实施例2、植物乳杆菌NC301的耐受性测定
1、将植物乳杆菌NC301接种至MRS液体培养基,得到菌悬液(菌悬液中的菌浓度:log10cfu/ml=8.57±0.17),将菌悬液分成4组(每组5个重复处理),分别进行如下操作:
第一组:用盐酸调pH为2.0,37℃静置培养3h;
第二组:用盐酸调pH为3.0,37℃静置培养3h;
第三组:加入牛胆粉并使其浓度为0.3g/100ml,37℃静置培养3h;
第四组:加入牛胆粉并使其浓度为0.6g/100ml,37℃静置培养4h;
完成上述操作后,取50μl涂布MRS固体培养基平板,37℃静置培养48h后菌落计数。
结果见表1。植物乳杆菌NC301对pH2.0具有一定的耐受能力,存活率20.63%。植物乳杆菌NC301对pH3.0具有很好的耐受作用,存活率仍超过80%。植物乳杆菌NC301对0.3g/100ml和0.6g/100ml的牛胆盐均具有较强的耐受性。
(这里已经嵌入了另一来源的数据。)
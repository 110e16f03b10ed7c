use unicode_segmentation::UnicodeSegmentation;

/// Coarse word classification used by the cursor model's `word_left`
/// / `word_right` motions (spec §4.8): distinguishes "word" runs from
/// "whitespace" runs from "punctuation" runs so that caret motion stops
/// at the same boundaries a terminal user expects from shell line
/// editing, rather than only at UAX #29 word boundaries (which treat a
/// run of punctuation as its own non-word segment already, but don't
/// label it).
#[derive(Debug, Clone, Copy, PartialEq, Eq)]
pub enum WordClass {
    Word,
    Whitespace,
    Punctuation,
    Other,
}

/// A single UAX #29 word-boundary segment with its classification.
#[derive(Debug, Clone, PartialEq, Eq)]
pub struct WordSpan {
    pub start: usize,
    pub len: usize,
    pub class: WordClass,
}

impl WordSpan {
    pub fn as_str<'a>(&self, text: &'a str) -> &'a str {
        &text[self.start..self.start + self.len]
    }
}

/// Splits `text` into word-boundary segments (UAX #29) classified for
/// cursor-motion purposes.
pub fn words(text: &str) -> Vec<WordSpan> {
    text.split_word_bound_indices()
        .map(|(start, s)| WordSpan {
            start,
            len: s.len(),
            class: classify(s),
        })
        .collect()
}

fn classify(segment: &str) -> WordClass {
    let mut chars = segment.chars();
    let Some(first) = chars.next() else {
        return WordClass::Other;
    };

    if first.is_whitespace() {
        return WordClass::Whitespace;
    }
    if first.is_alphanumeric() || first == '_' {
        return WordClass::Word;
    }
    if first.is_ascii_punctuation() || crate::general_category::general_category(first)
        == crate::general_category::GeneralCategory::Punctuation
    {
        return WordClass::Punctuation;
    }

    WordClass::Other
}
2、将鼠李糖乳杆菌LGG接种至MRS液体培养基,得到菌悬液(菌悬液中的菌浓度:log10cfu/ml=8.25±0.37),将菌悬液分成4组(每组5个重复处理),分别进行如下操作:
第一组:用盐酸调pH为2.0,37℃静置培养3h;
第二组:用盐酸调pH为3.0,37℃静置培养3h;
第三组:加入牛胆粉并使其浓度为0.3g/100ml,37℃静置培养3h;
第四组:加入牛胆粉并使其浓度为0.6g/100ml,37℃静置培养4h;
完成上述操作后,取50μl涂布MRS固体培养基平板,37℃静置培养48h后菌落计数。
结果见表1。
表1菌株对酸和胆盐的耐受能力
实施例3、植物乳杆菌NC301的黏附能力
表面疏水性与菌株的黏附能力有关。菌株表面的疏水特性是影响菌株肠道上皮细胞黏附能力的重要因素之一。
一、疏水性测定
1、取待测菌株,用pH7.2的PBS缓冲液悬浮菌体,得到OD600nm=0.4的菌悬液。
2、取3mL步骤1得到的菌悬液,与1mL有机试剂混合,漩涡震荡30s,然后室温静置30min,取水相。
3、取步骤2得到的水相,测定600nm下的吸光度值(记为Ax)。
菌株疏水能力(%)=[1-(Ax/A0)]×100%;A0=0.4。
待测菌株为植物乳杆菌NC301或鼠李糖乳杆菌LGG。
有机试剂为二甲苯、三氯甲烷或乙酸乙酯。
进行三次重复试验,结果取平均值。
结果见表2。与鼠李糖乳杆菌LGG相比,植物乳杆菌NC301对二甲苯、氯仿和乙酸乙酯均具有较强的疏水能力,表明其表面具有极强的电子供体特性。
二、Caco-2细胞黏附试验
待测菌株为植物乳杆菌NC301或鼠李糖乳杆菌LGG。
1、在24孔细胞培养板中,采用含10%(体积比)新生牛血清、100U/mL青霉素和100U/mL链霉素的DMEM培养液培养Caco-2细胞,长至单层细胞贴壁时进行计数,每孔细胞数目为3.5×105个。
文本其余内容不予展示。